CO₂/CH₄ reforming over Ni-La₂O₃/5A was studied using XRD, in situ thermal gravimeter (TG), pulse experiments, chemical trapping, transmission electron microscopy (TEM), and electron paramagnetic resonance. The small size (ca. 9 nm) Ni⁰ crystallites formed in H₂ reduction remained unsintered during 48 hr of on-stream reaction at 800°C because of the formation of perovskite-like La₂NiO₄ phase in Ni-La₂O₃/5A. The main cause of the deactivation of Ni-La₂O₃/5A was the accumulation of carbon in the active sites. The contribution of CO₂ towards deposited carbon was greater than that of CH₄ at higher temperatures.
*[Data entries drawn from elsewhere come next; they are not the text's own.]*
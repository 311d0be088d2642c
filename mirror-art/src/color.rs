//! Color parsing and the palette alpha helper
//!
//! Palette entries arrive as CSS-style strings. [`add_alpha`] works at the
//! string level (like assigning a computed `fillStyle`), and [`Color::parse`]
//! turns the result into something a backend can paint with.

use serde::{Deserialize, Serialize};

/// Straight (non-premultiplied) RGBA color
#[derive(Debug, Clone, Copy, PartialEq, Serialize, Deserialize)]
pub struct Color {
    pub r: u8,
    pub g: u8,
    pub b: u8,
    /// Opacity, 0.0 (transparent) to 1.0 (opaque)
    pub a: f32,
}

impl Color {
    pub const WHITE: Color = Color::rgb(255, 255, 255);
    pub const BLACK: Color = Color::rgb(0, 0, 0);

    pub const fn rgb(r: u8, g: u8, b: u8) -> Self {
        Self { r, g, b, a: 1.0 }
    }

    pub fn with_alpha(self, alpha: f32) -> Self {
        Self {
            a: alpha.clamp(0.0, 1.0),
            ..self
        }
    }

    /// Alpha as an 8-bit channel value
    pub fn alpha_u8(&self) -> u8 {
        (self.a.clamp(0.0, 1.0) * 255.0).round() as u8
    }

    /// Parse `#rgb`, `#rrggbb`, `rgb(r, g, b)`, `rgba(r, g, b, a)`,
    /// `white`, `black` or `transparent`
    pub fn parse(s: &str) -> Option<Self> {
        let s = s.trim();

        if let Some(hex) = s.strip_prefix('#') {
            return parse_hex(hex);
        }

        let lower = s.to_ascii_lowercase();
        match lower.as_str() {
            "white" => return Some(Color::WHITE),
            "black" => return Some(Color::BLACK),
            "transparent" => return Some(Color::BLACK.with_alpha(0.0)),
            _ => {}
        }

        if let Some(args) = function_args(&lower, "rgba") {
            let parts: Vec<&str> = args.split(',').map(str::trim).collect();
            if parts.len() != 4 {
                return None;
            }
            let alpha: f32 = parts[3].parse().ok()?;
            if !alpha.is_finite() {
                return None;
            }
            return Some(
                Color::rgb(channel(parts[0])?, channel(parts[1])?, channel(parts[2])?)
                    .with_alpha(alpha),
            );
        }

        if let Some(args) = function_args(&lower, "rgb") {
            let parts: Vec<&str> = args.split(',').map(str::trim).collect();
            if parts.len() != 3 {
                return None;
            }
            return Some(Color::rgb(
                channel(parts[0])?,
                channel(parts[1])?,
                channel(parts[2])?,
            ));
        }

        None
    }
}

fn function_args<'a>(s: &'a str, name: &str) -> Option<&'a str> {
    s.strip_prefix(name)?
        .trim_start()
        .strip_prefix('(')?
        .strip_suffix(')')
}

fn channel(s: &str) -> Option<u8> {
    let value: f32 = s.parse().ok()?;
    if !value.is_finite() {
        return None;
    }
    Some(value.round().clamp(0.0, 255.0) as u8)
}

fn parse_hex(hex: &str) -> Option<Color> {
    if !hex.chars().all(|c| c.is_ascii_hexdigit()) {
        return None;
    }
    match hex.len() {
        6 => Some(Color::rgb(
            u8::from_str_radix(&hex[0..2], 16).ok()?,
            u8::from_str_radix(&hex[2..4], 16).ok()?,
            u8::from_str_radix(&hex[4..6], 16).ok()?,
        )),
        3 => {
            let digit = |i: usize| u8::from_str_radix(&hex[i..i + 1], 16).ok().map(|d| d * 17);
            Some(Color::rgb(digit(0)?, digit(1)?, digit(2)?))
        }
        _ => None,
    }
}

/// Convert `#rrggbb` plus an alpha fraction into `rgba(r, g, b, a)`
///
/// Anything that is not a six-digit hex color is returned unchanged. No
/// validation and no error.
///
/// ```
/// use mirror_art::add_alpha;
///
/// assert_eq!(add_alpha("#000000", 0.5), "rgba(0, 0, 0, 0.5)");
/// assert_eq!(add_alpha("not-a-hex", 0.5), "not-a-hex");
/// ```
pub fn add_alpha(color: &str, alpha: f32) -> String {
    let hex = match color.strip_prefix('#') {
        Some(hex) if hex.len() == 6 && hex.chars().all(|c| c.is_ascii_hexdigit()) => hex,
        _ => return color.to_string(),
    };

    // Length and digits checked above
    let r = u8::from_str_radix(&hex[0..2], 16).unwrap_or(0);
    let g = u8::from_str_radix(&hex[2..4], 16).unwrap_or(0);
    let b = u8::from_str_radix(&hex[4..6], 16).unwrap_or(0);
    format!("rgba({}, {}, {}, {})", r, g, b, alpha)
}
Based on the facts that the TG profiles and TEM images of carbon formed in CO and CO₂/CH₄ atmospheres were very similar, the carbon deposition was mainly via CO disproportionation. Due to the mutual activation of CO₂ and CH₄, the existence of H (or O) species on the catalyst surface could promote the activation of CO₂ (or CH₄) significantly. A reaction pathway for the reforming reaction was proposed and suggested that CH_xO (x = 1 or 2) decomposition is a rate-determining step.